The ARV has fallen due to the recession and the resultant unemployment and a drop in real estate financing by banks, according to Bob Richards, the Minister of Finance.
Land tax rates were thus raised, effective yesterday, after an amendment announced in Parliament.
The Island’s property market peaked in 2008, Mr Richards said, with a subsequent “sharp decline in rental and capital values”.
“In other words, there was a bubble in Bermuda property markets and the bubble has deflated,” he added.
The Land Valuation Department conducted a revaluation of land, after which a 2015 Draft Valuation List was produced.
“The Draft List confirms the widely held opinion that rental values in the open market have fallen between the valuation date of December 31, 2009, upon which the current 2009 Valuation List is based, and the July 1, 2014 valuation date, upon which the 2015 Draft Valuation List is based,” Mr Richards said.
He said the residential assessments were seeing annual rental values below their 2009 assessed levels of rental value.
“The sobering reality is that to maintain government services at a reasonable level and to avoid financial failure, the Government needs to increase land tax rates.”
The rate for properties up to $11,000 ARV will rise from 0.6 to 1.8 per cent, while rates for properties of an ARV of $11,001 to $22,000 rise from 1.2 to 2.5 per cent.
For properties of ARV $22,001 to $33,000, the rate will go from 2.4 to 4.4 per cent, and for the $33,001 to $44,000 bracket, from 4.8 to 6.8 per cent.
For properties of ARV $44,001 to $90,000, it rises from 9.6 per cent to 11.6 per cent, and from $90,001 to $120,000, from 19.2 per cent to 21.2 per cent.
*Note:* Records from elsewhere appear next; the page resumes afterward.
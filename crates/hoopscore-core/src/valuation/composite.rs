// Composite score: unweighted sum of a row's selected z-scores.

use crate::config::StatColumn;
use crate::dataset::{zscore_column, Dataset, DatasetError, COMPOSITE};

/// Sum the `{COL}_ZSCORE` values of each row.
///
/// The z-score columns must already exist (see `zscore::normalize`); a missing
/// one is reported as `DatasetError::MissingColumn`.
pub fn composite_scores(dataset: &Dataset, columns: &[StatColumn]) -> Result<Vec<f64>, DatasetError> {
    let mut totals = vec![0.0; dataset.len()];
    for column in columns {
        let zscores = dataset.numeric_column(&zscore_column(&column.name))?;
        for (total, z) in totals.iter_mut().zip(zscores) {
            *total += z;
        }
    }
    Ok(totals)
}

/// Return a new dataset with the composite appended as `ZSCORE`.
pub fn with_composite(dataset: &Dataset, columns: &[StatColumn]) -> Result<Dataset, DatasetError> {
    let totals = composite_scores(dataset, columns)?;
    dataset.with_numeric_column(COMPOSITE, &totals)
}
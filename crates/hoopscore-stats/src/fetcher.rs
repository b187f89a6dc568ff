// The StatsFetcher seam shared by the HTTP client and the snapshot reader.

use async_trait::async_trait;
use hoopscore_core::config::{DateRange, Season};
use hoopscore_core::dataset::{Dataset, DatasetError};
use std::fmt;

/// Normalization mode of a stats dataset.
#[derive(Debug, Clone, Copy, PartialEq, Eq, Hash)]
pub enum PerMode {
    PerGame,
    Per36,
}

impl PerMode {
    /// Value of the service's `PerMode` query parameter.
    pub fn as_str(&self) -> &'static str {
        match self {
            PerMode::PerGame => "PerGame",
            PerMode::Per36 => "Per36",
        }
    }
}

impl fmt::Display for PerMode {
    fn fmt(&self, f: &mut fmt::Formatter<'_>) -> fmt::Result {
        f.write_str(self.as_str())
    }
}

/// One dataset request.
#[derive(Debug, Clone, Copy, PartialEq, Eq)]
pub struct FetchRequest {
    pub mode: PerMode,
    pub season: Season,
    pub date_range: DateRange,
}

#[derive(Debug, thiserror::Error)]
pub enum FetchError {
    #[error("failed to build HTTP client: {0}")]
    Client(reqwest::Error),

    #[error("request for {mode} stats failed: {source}")]
    Http {
        mode: PerMode,
        source: reqwest::Error,
    },

    #[error("stats service returned {status} for {mode} stats")]
    Status {
        mode: PerMode,
        status: reqwest::StatusCode,
    },

    #[error("malformed {mode} response: {source}")]
    Decode {
        mode: PerMode,
        source: serde_json::Error,
    },

    #[error("{mode} response contains no result set")]
    MissingResultSet { mode: PerMode },

    #[error("{mode} dataset is malformed: {source}")]
    Shape {
        mode: PerMode,
        source: DatasetError,
    },

    #[error("failed to read snapshot {path}: {source}")]
    SnapshotIo {
        path: String,
        source: std::io::Error,
    },

    #[error("CSV error in snapshot {path}: {source}")]
    SnapshotCsv { path: String, source: csv::Error },
}

/// Source of per-mode player datasets.
#[async_trait]
pub trait StatsFetcher: Send + Sync {
    async fn fetch(&self, request: &FetchRequest) -> Result<Dataset, FetchError>;
}
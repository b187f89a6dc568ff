// Ranking pipeline: z-scores, composite, merge, sort.

pub mod composite;
pub mod merge;
pub mod rank;
pub mod zscore;

use tracing::info;

use crate::config::StatColumn;
use crate::dataset::{Dataset, DatasetError};
use merge::MergedRow;

/// Normalize and aggregate one per-mode dataset.
pub fn score_dataset(dataset: &Dataset, columns: &[StatColumn]) -> Result<Dataset, DatasetError> {
    let normalized = zscore::normalize(dataset, columns)?;
    composite::with_composite(&normalized, columns)
}

/// Score both modes, merge them per player and rank the result.
pub fn rank_players(
    per_game: &Dataset,
    per_36: &Dataset,
    columns: &[StatColumn],
) -> Result<Vec<MergedRow>, DatasetError> {
    let per_game = score_dataset(per_game, columns)?;
    let per_36 = score_dataset(per_36, columns)?;
    info!(
        "Scored {} per-game and {} per-36 rows on {} columns",
        per_game.len(),
        per_36.len(),
        columns.len()
    );

    let merged = merge::merge(&per_game, &per_36)?;
    Ok(rank::rank(merged))
}
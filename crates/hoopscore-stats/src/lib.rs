// Stats sources: the remote league dashboard endpoint and on-disk snapshots.

pub mod client;
pub mod fetcher;
pub mod snapshot;

pub use client::NbaStatsClient;
pub use fetcher::{FetchError, FetchRequest, PerMode, StatsFetcher};
pub use snapshot::SnapshotFetcher;
// One ranking run: fetch both modes, rank, write.

use anyhow::Context;
use hoopscore_core::config::RankingConfig;
use hoopscore_core::output::{self, PER_36_SNAPSHOT, PER_GAME_SNAPSHOT};
use hoopscore_core::valuation;
use hoopscore_stats::{FetchRequest, PerMode, StatsFetcher};
use std::path::PathBuf;
use tracing::info;

/// Where and what to write besides the ranking itself.
#[derive(Debug, Clone)]
pub struct RunOptions {
    pub output_dir: PathBuf,
    pub save_raw: bool,
}

/// Run the pipeline and return the path of the ranking file.
///
/// Both fetches must succeed before any scoring starts; nothing is written
/// unless the whole ranking was computed.
pub async fn run(
    config: &RankingConfig,
    fetcher: &dyn StatsFetcher,
    options: &RunOptions,
) -> anyhow::Result<PathBuf> {
    let request = |mode| FetchRequest {
        mode,
        season: config.season,
        date_range: config.date_range,
    };
    let per_game_request = request(PerMode::PerGame);
    let per_36_request = request(PerMode::Per36);

    info!(
        "Fetching {} stats for columns {}",
        config.season,
        config.column_names().join(",")
    );
    let (per_game, per_36) = tokio::try_join!(
        fetcher.fetch(&per_game_request),
        fetcher.fetch(&per_36_request),
    )
    .context("failed to fetch player stats")?;

    let ranked = valuation::rank_players(&per_game, &per_36, &config.columns)
        .context("failed to rank players")?;

    if options.save_raw {
        output::write_dataset(&options.output_dir.join(PER_GAME_SNAPSHOT), &per_game)
            .context("failed to save per-game snapshot")?;
        output::write_dataset(&options.output_dir.join(PER_36_SNAPSHOT), &per_36)
            .context("failed to save per-36 snapshot")?;
    }

    let path = output::output_path(&options.output_dir, config);
    output::write_ranking(&path, &ranked)
        .with_context(|| format!("failed to write {}", path.display()))?;
    Ok(path)
}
Properties above $120,000 will rise from 23 to 25 per cent.
For Bermudians over the age of 65 who are living in their own homes, the tax exemption will drop from ARVs of $50,000 to $29,000.
To lessen the impact of the revaluation on the land tax revenue on commercial and tourist units, the tax rate will be hiked from 5.5 per cent to 7 per cent, which will keep the taxation at the same level as previously.